Gevolgen voor de begroting



Het voorgestelde instrument beoogt de financiering van activiteiten op het gebied van civiele bescherming die betrekking hebben op paraatheid en snelle respons.

Wat betreft paraatheid dienen de volgende acties te worden gefinancierd:

- opleiding, oefeningen, workshops, uitwisseling van personeel en deskundigen, voor een geraamd bedrag van EUR 8,665 tot 12,915 miljoen per jaar;

- totstandbrenging en onderhoud van veilige communicatiesystemen en -voorzieningen, voor een geraamd bedrag van EUR 1 miljoen per jaar;

- studies, onderzoeken, opstelling van modellen, scenario’s en noodplannen; assistentie bij capaciteitsopbouw; demonstratieprojecten; technologieoverdracht; bewustmakings- en voorlichtingsacties; communicatieacties; beschikbaarstelling van adequate middelen en uitrusting; toezicht en evaluatie, voor een geraamd bedrag van EUR 2,635 tot 3,875 miljoen per jaar.
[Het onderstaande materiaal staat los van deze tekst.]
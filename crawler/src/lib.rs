//! Offline collection of labeled training images.
//!
//! For each query, result pages from an image search are walked and the
//! images they point to are saved under `<root>/<query_with_underscores>/`.

pub mod error;
pub mod feed;

use std::collections::HashSet;
use std::path::{Path, PathBuf};

use reqwest::Client;
use tokio::fs;
use tracing::{debug, info, warn};

pub use error::{CrawlError, Result};
pub use feed::{ImageFeed, SearchPageFeed, DEFAULT_SEARCH_URL};

/// Directory that holds the images for `query`.
pub fn query_dir(root: &Path, query: &str) -> PathBuf {
    root.join(query.replace(' ', "_"))
}

/// Downloads up to `max_num` images per query from an [`ImageFeed`].
pub struct Crawler<F> {
    feed: F,
    client: Client,
    max_num: usize,
}

impl<F: ImageFeed> Crawler<F> {
    pub fn new(feed: F, client: Client, max_num: usize) -> Self {
        Self { feed, client, max_num }
    }

    /// Fill the directory for `query` and return how many images were saved.
    pub async fn crawl(&self, query: &str, root: &Path) -> Result<usize> {
        let dir = query_dir(root, query);
        fs::create_dir_all(&dir).await?;
        info!(query, dir = %dir.display(), "crawling");

        let mut seen = HashSet::new();
        let mut saved = 0;
        let mut offset = 0;
        while saved < self.max_num {
            let urls = self.feed.page(query, offset).await?;
            offset += urls.len();
            let fresh: Vec<String> = urls.into_iter().filter(|u| seen.insert(u.clone())).collect();
            if fresh.is_empty() {
                debug!(query, offset, "no new results");
                break;
            }
            for url in fresh {
                if saved >= self.max_num {
                    break;
                }
                match self.download(&url, &dir, saved + 1).await {
                    Ok(path) => {
                        saved += 1;
                        debug!(%url, path = %path.display(), "saved");
                    }
                    Err(e) => warn!(%url, error = %e, "skipping image"),
                }
            }
        }
        info!(query, saved, "done");
        Ok(saved)
    }

    async fn download(&self, url: &str, dir: &Path, index: usize) -> Result<PathBuf> {
        let bytes = self.client.get(url).send().await?.error_for_status()?.bytes().await?;
        let format = image::guess_format(&bytes).map_err(|_| CrawlError::NotAnImage(url.to_string()))?;
        let ext = format.extensions_str().first().copied().unwrap_or("img");
        let path = dir.join(format!("{index:06}.{ext}"));
        fs::write(&path, &bytes).await?;
        Ok(path)
    }
}
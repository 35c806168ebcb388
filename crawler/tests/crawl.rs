use std::io::Cursor;
use std::path::Path;

use crawler::{query_dir, Crawler, SearchPageFeed};
use httpmock::Method::GET;
use httpmock::MockServer;
use image::{ImageOutputFormat, Rgb, RgbImage};
use tempfile::TempDir;

fn png() -> Vec<u8> {
    let mut buf = Vec::new();
    RgbImage::from_pixel(4, 4, Rgb([200, 10, 10]))
        .write_to(&mut Cursor::new(&mut buf), ImageOutputFormat::Png)
        .unwrap();
    buf
}

fn page(urls: &[String]) -> String {
    urls.iter()
        .map(|u| format!(r#"<a class="iusc" m="{{&quot;murl&quot;:&quot;{u}&quot;}}"></a>"#))
        .collect()
}

fn files(dir: &Path) -> Vec<String> {
    let mut names: Vec<String> = std::fs::read_dir(dir)
        .unwrap()
        .map(|e| e.unwrap().file_name().to_string_lossy().into_owned())
        .collect();
    names.sort();
    names
}

fn crawler(server: &MockServer, max: usize) -> Crawler<SearchPageFeed> {
    let client = reqwest::Client::new();
    let template = format!("{}/search?q={{query}}&first={{offset}}", server.base_url());
    Crawler::new(SearchPageFeed::new(client.clone(), template), client, max)
}

#[tokio::test]
async fn saves_images_and_skips_broken_links() {
    let server = MockServer::start_async().await;
    let urls = vec![server.url("/img/a"), server.url("/img/missing"), server.url("/img/text"), server.url("/img/b")];
    let first = server.mock(|when, then| {
        when.method(GET).path("/search").query_param("first", "0");
        then.status(200).body(page(&urls));
    });
    // the next page repeats what was already seen
    server.mock(|when, then| {
        when.method(GET).path("/search").query_param("first", "4");
        then.status(200).body(page(&urls[..1]));
    });
    server.mock(|when, then| {
        when.method(GET).path("/img/a");
        then.status(200).body(png());
    });
    server.mock(|when, then| {
        when.method(GET).path("/img/b");
        then.status(200).body(png());
    });
    server.mock(|when, then| {
        when.method(GET).path("/img/missing");
        then.status(404);
    });
    server.mock(|when, then| {
        when.method(GET).path("/img/text");
        then.status(200).body("<html>nope</html>");
    });

    let root = TempDir::new().unwrap();
    let saved = crawler(&server, 100).crawl("Taylor Swift", root.path()).await.unwrap();
    first.assert();
    assert_eq!(saved, 2);
    let dir = root.path().join("Taylor_Swift");
    assert_eq!(files(&dir), vec!["000001.png", "000002.png"]);
}

#[tokio::test]
async fn stops_at_max() {
    let server = MockServer::start_async().await;
    let urls = vec![server.url("/img/a"), server.url("/img/b"), server.url("/img/c")];
    server.mock(|when, then| {
        when.method(GET).path("/search");
        then.status(200).body(page(&urls));
    });
    server.mock(|when, then| {
        when.method(GET).path_contains("/img/");
        then.status(200).body(png());
    });

    let root = TempDir::new().unwrap();
    let saved = crawler(&server, 2).crawl("solo", root.path()).await.unwrap();
    assert_eq!(saved, 2);
    assert_eq!(files(&root.path().join("solo")).len(), 2);
}

#[tokio::test]
async fn failing_search_is_an_error() {
    let server = MockServer::start_async().await;
    server.mock(|when, then| {
        when.method(GET).path("/search");
        then.status(500);
    });
    let root = TempDir::new().unwrap();
    assert!(crawler(&server, 5).crawl("x", root.path()).await.is_err());
}

#[test]
fn query_dir_replaces_spaces() {
    assert_eq!(query_dir(Path::new("images"), "Taylor Swift"), Path::new("images/Taylor_Swift"));
}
De totale raming voor paraatheid bedraagt EUR 12,3 tot 17,79 miljoen per jaar. Deze raming is gebaseerd op de kosten van de in 2004/05 in deze sector uitgevoerde acties.

Wat betreft snelle respons dienen de volgende acties via het voorgestelde instrument te worden gefinancierd:

- vervoer en bijbehorende logistieke ondersteuning voor deskundigen, contactpersonen, waarnemers, interventieteams, uitrusting en mobiele voorzieningen, voor een geraamd bedrag van EUR 2,4 tot 6 miljoen per jaar

- mobilisering en uitzending van deskundigen, contactpersonen en waarnemers, voor een geraamd bedrag van EUR 0,3 tot 0,4 miljoen per jaar

- mobilisering op korte termijn van adequate middelen en uitrusting, voor een geraamd bedrag tot EUR 4,81 miljoen per jaar.

De totale raming voor respons op rampen bedraagt EUR 2,7 tot 11,21 miljoen per jaar. Deze raming is gebaseerd op de kosten van de in 2004/05 in deze sector uitgevoerde acties.

Het totale jaarlijkse budget voor dit instrument wordt bijgevolg geraamd op EUR 15 tot 29 miljoen.

Voorts dient een bedrag van EUR 1 miljoen per jaar te worden uitgetrokken voor de financiering van de in het kader van het instrument geplande acties voor technische bijstand. Het totale geraamde bedrag voor de hele periode van 7 jaar komt dus op EUR 173 miljoen.